On Friday we celebrated the feast of the Sacred Heart, a devotion which, I must confess, I am coming to appreciate as I grow older. When I was a boy I thought the statue of the Sacred Heart in front of my childhood parish was weird: a somewhat effeminate man pointing to his heart, a large red thing which was outside of his chest. As I am becoming an old man, however, I appreciate the importance of heart over head—of an understanding love for individuals rather than simple intellectual analyses of situations. It’s people, not programs. But I still find many depictions of the Sacred Heart a bit too drippy and sentimentalized. Today’s prophecy from Jeremiah also describes the heart of Christ for his people: “The Lord is with me, a mighty champion.”
Fear No One
The heart of Jesus says “Fear Not” three times in today’s Gospel. “Fear no one” Jesus quite simply tells his disciples. Fear is a major factor these days. First there was Covid 19, and then the social violence and our fear that America is hopelessly racist. But even more fearfully, we sense that something worse is coming, that our society is fraying at the edges, that America is coming apart at the seams. The Islamic State doesn’t have to attack us. They just have to sit back and watch us destroy ourselves. A lawless mob pulled down three historical statues in Golden Gate Park, five blocks from here, on Friday night. Do they think rewriting history will bring peace to America? That’s what totalitarian regimes do, but it never works. In the middle of this chaos and violence, Jesus tells us three times, “be not afraid.”
We Are Safe
I was 16 years old when I heard over my little transistor radio that “the Pope is dead.” Paul VI died in 1978, and on Oct 16, 1978, a young polish priest stepped out on the balcony of St Peter’s and said “Non abbiate paura.” Be not afraid became John Paul’s clarion call over the next 26 years, and it has shaped my manhood and my priesthood. There is a God, and a man is safe as long as and to the extent that he carries out his Christian mission. I entered the seminary in 1985 because I thought God was calling me to the priesthood, but I was afraid of becoming a sad, bitter, unfaithful priest. I had grown up with many sad, bitter, and unfaithful priests. But an older priest in the seminary told me one day to persevere, because “nothing can touch a man of prayer.” Happiness and freedom from fear is not complicated. It is simply being faithful to our daily duties of prayer and charity—justice to God first, and then to our neighbor. I can testify that it has worked for me over the last 30 years, and it has luminously worked for many holy priests and laypeople I’ve known in my parishes over 30 years. Truly, we have nothing to fear, and everything to look forward to, in Christ Jesus.

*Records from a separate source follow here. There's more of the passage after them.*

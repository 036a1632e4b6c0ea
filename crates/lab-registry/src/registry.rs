//! Read-only lookup of app records by name.

use std::collections::BTreeMap;
use std::str::FromStr;

use serde::Deserialize;

use crate::error::{Error, Result};
use crate::model::AppRecord;

/// A parsed registry snapshot.
///
/// Loaded once from an external document and treated read-only afterwards;
/// the core never mutates an entry. Apps iterate in name order.
#[derive(Debug, Clone, Default, Deserialize)]
pub struct Registry {
    #[serde(default)]
    apps: BTreeMap<String, AppRecord>,
}

impl Registry {
    /// Parse a registry snapshot out of an already-decoded JSON value.
    ///
    /// `serde_json::Value` objects iterate in key order, not document
    /// order; parse from the document text when release declaration
    /// order matters.
    pub fn from_value(value: serde_json::Value) -> Result<Self> {
        let mut registry: Registry = serde_json::from_value(value)?;
        registry.fill_names();
        Ok(registry)
    }

    /// Look up an app record by name.
    pub fn lookup(&self, name: &str) -> Result<&AppRecord> {
        self.apps.get(name).ok_or_else(|| Error::AppNotFound {
            name: name.to_string(),
        })
    }

    /// Whether an entry exists for `name`.
    pub fn contains(&self, name: &str) -> bool {
        self.apps.contains_key(name)
    }

    /// All app names, sorted.
    pub fn names(&self) -> impl Iterator<Item = &str> {
        self.apps.keys().map(|name| name.as_str())
    }

    /// Number of registered apps.
    pub fn len(&self) -> usize {
        self.apps.len()
    }

    /// Whether the registry holds no apps.
    pub fn is_empty(&self) -> bool {
        self.apps.is_empty()
    }

    /// Entries that omit their own `name` field inherit the registry key.
    fn fill_names(&mut self) {
        for (name, record) in &mut self.apps {
            if record.name.is_empty() {
                record.name = name.clone();
            }
        }
    }
}

impl FromStr for Registry {
    type Err = Error;

    fn from_str(document: &str) -> Result<Self> {
        let mut registry: Registry = serde_json::from_str(document)?;
        registry.fill_names();
        Ok(registry)
    }
}
//! Local git repositories with tagged release history.
//!
//! Fixtures drive the `git` CLI so they produce exactly the state a real
//! remote would have: a commit per release, each tagged with the release's
//! version label. Clone targets can point at the repository path directly.

use std::fs;
use std::path::Path;
use std::process::Command;

/// A release materialized in a fixture remote: the tag name (version
/// label) and the commit id it points at.
#[derive(Debug, Clone)]
pub struct TaggedRelease {
    pub version: String,
    pub commit: String,
}

fn git(path: &Path, args: &[&str]) -> String {
    let output = Command::new("git")
        .args(args)
        .current_dir(path)
        .output()
        .unwrap_or_else(|e| panic!("fixture: failed to run `git {args:?}`: {e}"));
    if !output.status.success() {
        panic!(
            "fixture: `git {args:?}` failed:\n{}",
            String::from_utf8_lossy(&output.stderr)
        );
    }
    String::from_utf8_lossy(&output.stdout).trim().to_string()
}

/// Initialise an app "remote" at `path` with one commit and lightweight
/// tag per version label, in order. Returns the created releases with
/// their commit ids.
///
/// # Panics
/// Panics if any git operation fails.
pub fn app_remote(path: &Path, versions: &[&str]) -> Vec<TaggedRelease> {
    fs::create_dir_all(path).unwrap_or_else(|e| panic!("fixture: create_dir_all: {e}"));

    git(path, &["init"]);
    git(path, &["config", "user.email", "test@test.com"]);
    git(path, &["config", "user.name", "Test User"]);
    git(path, &["config", "commit.gpgsign", "false"]);
    // Best-effort: older git versions may not support this flag
    let _ = Command::new("git")
        .args(["branch", "-m", "main"])
        .current_dir(path)
        .output();

    let mut releases = Vec::with_capacity(versions.len());
    for version in versions {
        fs::write(path.join("start.md"), format!("# release {version}\n"))
            .unwrap_or_else(|e| panic!("fixture: write start.md: {e}"));
        git(path, &["add", "."]);
        git(path, &["commit", "-m", &format!("Release {version}")]);
        git(path, &["tag", version]);
        let commit = git(path, &["rev-parse", "HEAD"]);
        releases.push(TaggedRelease {
            version: (*version).to_string(),
            commit,
        });
    }
    releases
}

/// Write `contents` to `name` inside a working tree and stage-commit it,
/// returning the new HEAD commit id.
///
/// # Panics
/// Panics if any git operation fails.
pub fn commit_file(path: &Path, name: &str, contents: &str) -> String {
    fs::write(path.join(name), contents).unwrap_or_else(|e| panic!("fixture: write {name}: {e}"));
    git(path, &["add", "."]);
    git(path, &["commit", "-m", &format!("Update {name}")]);
    git(path, &["rev-parse", "HEAD"])
}
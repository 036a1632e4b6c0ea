//! Error types for lab-git

use std::path::PathBuf;

/// Result type for lab-git operations
pub type Result<T> = std::result::Result<T, Error>;

/// Errors that can occur in lab-git operations
#[derive(Debug, thiserror::Error)]
pub enum Error {
    #[error("Git error: {0}")]
    Git(#[from] git2::Error),

    #[error("Clone failed: {message}")]
    Clone { message: String },

    #[error("I/O error at {path}: {source}")]
    Io {
        path: PathBuf,
        #[source]
        source: std::io::Error,
    },
}

impl Error {
    pub fn io(path: impl Into<PathBuf>, source: std::io::Error) -> Self {
        Self::Io {
            path: path.into(),
            source,
        }
    }
}
//! Shared test fixtures: local git "remotes" with tagged release history,
//! and registry documents wired to them.
//!
//! Everything here panics on failure; fixtures run inside tests only.

pub mod git;
pub mod registry;

pub use git::{TaggedRelease, app_remote, commit_file};
pub use registry::{app_entry, registry_document, release_entry};
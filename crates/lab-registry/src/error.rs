//! Error types for lab-registry

/// Result type for registry operations
pub type Result<T> = std::result::Result<T, Error>;

/// Errors that can occur in registry operations
#[derive(Debug, thiserror::Error)]
pub enum Error {
    #[error("Did not find entry for app with name '{name}'.")]
    AppNotFound { name: String },

    #[error("app '{app}' has no release '{version}'")]
    UnknownRelease { app: String, version: String },

    #[error("invalid version constraint '{constraint}': {reason}")]
    ConstraintParse { constraint: String, reason: String },

    #[error("invalid requirement '{input}': {reason}")]
    RequirementParse { input: String, reason: String },

    #[error("invalid version label '{label}'")]
    InvalidVersionLabel { label: String },

    #[error("failed to parse registry document: {0}")]
    DocumentParse(#[from] serde_json::Error),
}
//! HTTP request handlers organized by functionality

pub mod api;
pub mod finalize;
pub mod playback;
pub mod upload;

pub use api::{health, list_recordings};
pub use finalize::finalize_recording;
pub use playback::serve_video;
pub use upload::upload_chunk;

use axum::Json;
use axum::http::StatusCode;
use serde_json::{Value, json};
use splice_core::SpliceError;

/// Maps a core error onto the boundary taxonomy: validation → 400,
/// not-found → 404, range → 416, everything else → 500.
pub(crate) fn error_response(error: &SpliceError) -> (StatusCode, Json<Value>) {
    let status = match error {
        SpliceError::Validation { .. } => StatusCode::BAD_REQUEST,
        SpliceError::NotFound { .. } => StatusCode::NOT_FOUND,
        SpliceError::Range(_) => StatusCode::RANGE_NOT_SATISFIABLE,
        SpliceError::Storage(splice_core::StorageError::ChunkTooLarge { .. }) => {
            StatusCode::BAD_REQUEST
        }
        _ => StatusCode::INTERNAL_SERVER_ERROR,
    };
    (status, Json(json!({ "error": error.user_message() })))
}
//! Splice Core - Chunked recording ingestion and reassembly
//!
//! This crate provides the fundamental building blocks for the Splice media
//! server: per-session chunk storage, in-memory session tracking, ordered
//! reassembly of chunks into playable artifacts, and byte-range resolution
//! for streaming playback.

pub mod assembly;
pub mod config;
pub mod library;
pub mod range;
pub mod session;
pub mod storage;
pub mod tracing_setup;

// Re-export main types for convenient access
pub use assembly::{AssemblyError, AssemblyReport, ReassemblyEngine};
pub use config::SpliceConfig;
pub use library::{ArtifactEntry, ArtifactLibrary};
pub use range::{ByteRange, RangeError};
pub use session::{InMemorySessionTracker, SessionTracker, validate_session_id};
pub use storage::{ChunkStore, FileChunkStore, MAX_CHUNK_INDEX, StorageError};

/// Core errors that can bubble up from any Splice subsystem.
#[derive(Debug, thiserror::Error)]
pub enum SpliceError {
    #[error("Storage error: {0}")]
    Storage(#[from] StorageError),

    #[error("Assembly error: {0}")]
    Assembly(#[from] AssemblyError),

    #[error("Range error: {0}")]
    Range(#[from] RangeError),

    #[error("Validation error: {reason}")]
    Validation { reason: String },

    #[error("Not found: {resource}")]
    NotFound { resource: String },

    #[error("Configuration error: {reason}")]
    Configuration { reason: String },

    #[error("I/O error: {0}")]
    Io(#[from] std::io::Error),
}

impl SpliceError {
    /// Returns a user-friendly error message suitable for display.
    pub fn user_message(&self) -> String {
        match self {
            SpliceError::Storage(StorageError::ChunkTooLarge { size, limit }) => {
                format!("Chunk of {size} bytes exceeds the {limit} byte limit")
            }
            SpliceError::Storage(_) => "Storage error occurred".to_string(),
            SpliceError::Assembly(AssemblyError::NoChunksFound { session_id }) => {
                format!("No chunks stored for session {session_id}")
            }
            SpliceError::Assembly(_) => "Failed to assemble recording".to_string(),
            SpliceError::Range(e) => e.to_string(),
            SpliceError::Validation { reason } => format!("Invalid request: {reason}"),
            SpliceError::NotFound { resource } => format!("{resource} not found"),
            SpliceError::Configuration { .. } => "Configuration error occurred".to_string(),
            SpliceError::Io(_) => "File system error occurred".to_string(),
        }
    }

    /// Checks if this error is due to user input validation.
    pub fn is_user_error(&self) -> bool {
        matches!(
            self,
            SpliceError::Validation { .. }
                | SpliceError::Range(_)
                | SpliceError::Storage(StorageError::ChunkTooLarge { .. })
        )
    }
}

pub type Result<T> = std::result::Result<T, SpliceError>;
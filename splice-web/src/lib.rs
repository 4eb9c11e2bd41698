//! Splice Web - HTTP upload and playback server
//!
//! Exposes the chunk ingestion pipeline over HTTP: multipart chunk uploads,
//! a JSON finalize operation, range-aware artifact playback, a recordings
//! listing, and a health endpoint. Also serves the static recorder UI.

#![warn(missing_docs)]
#![warn(clippy::missing_errors_doc)]

pub mod handlers;
pub mod server;

pub use server::{AppState, build_router, run_server};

After morning Masses today I took my exercise by cycling down to the beach. So many families were playing in the sand with their children. One Latino father was flying a kite and his son shouted out repeatedly with delight “Papi, papi, dejeme ayudarte!” and the Papa gave his little boy the kite string. Another family—a white mother and a black father, were eating their picnic lunch. The little boy was climbing on his tall father’s shoulders, who indulgently helped him up and down. The little boy kept shouting “daddy, daddy.” As that family was leaving I looked up from my book to say “happy father’s day” and the big man with his long dreadlocks smiled and said “you too.” Happy Father’s Day to all of us!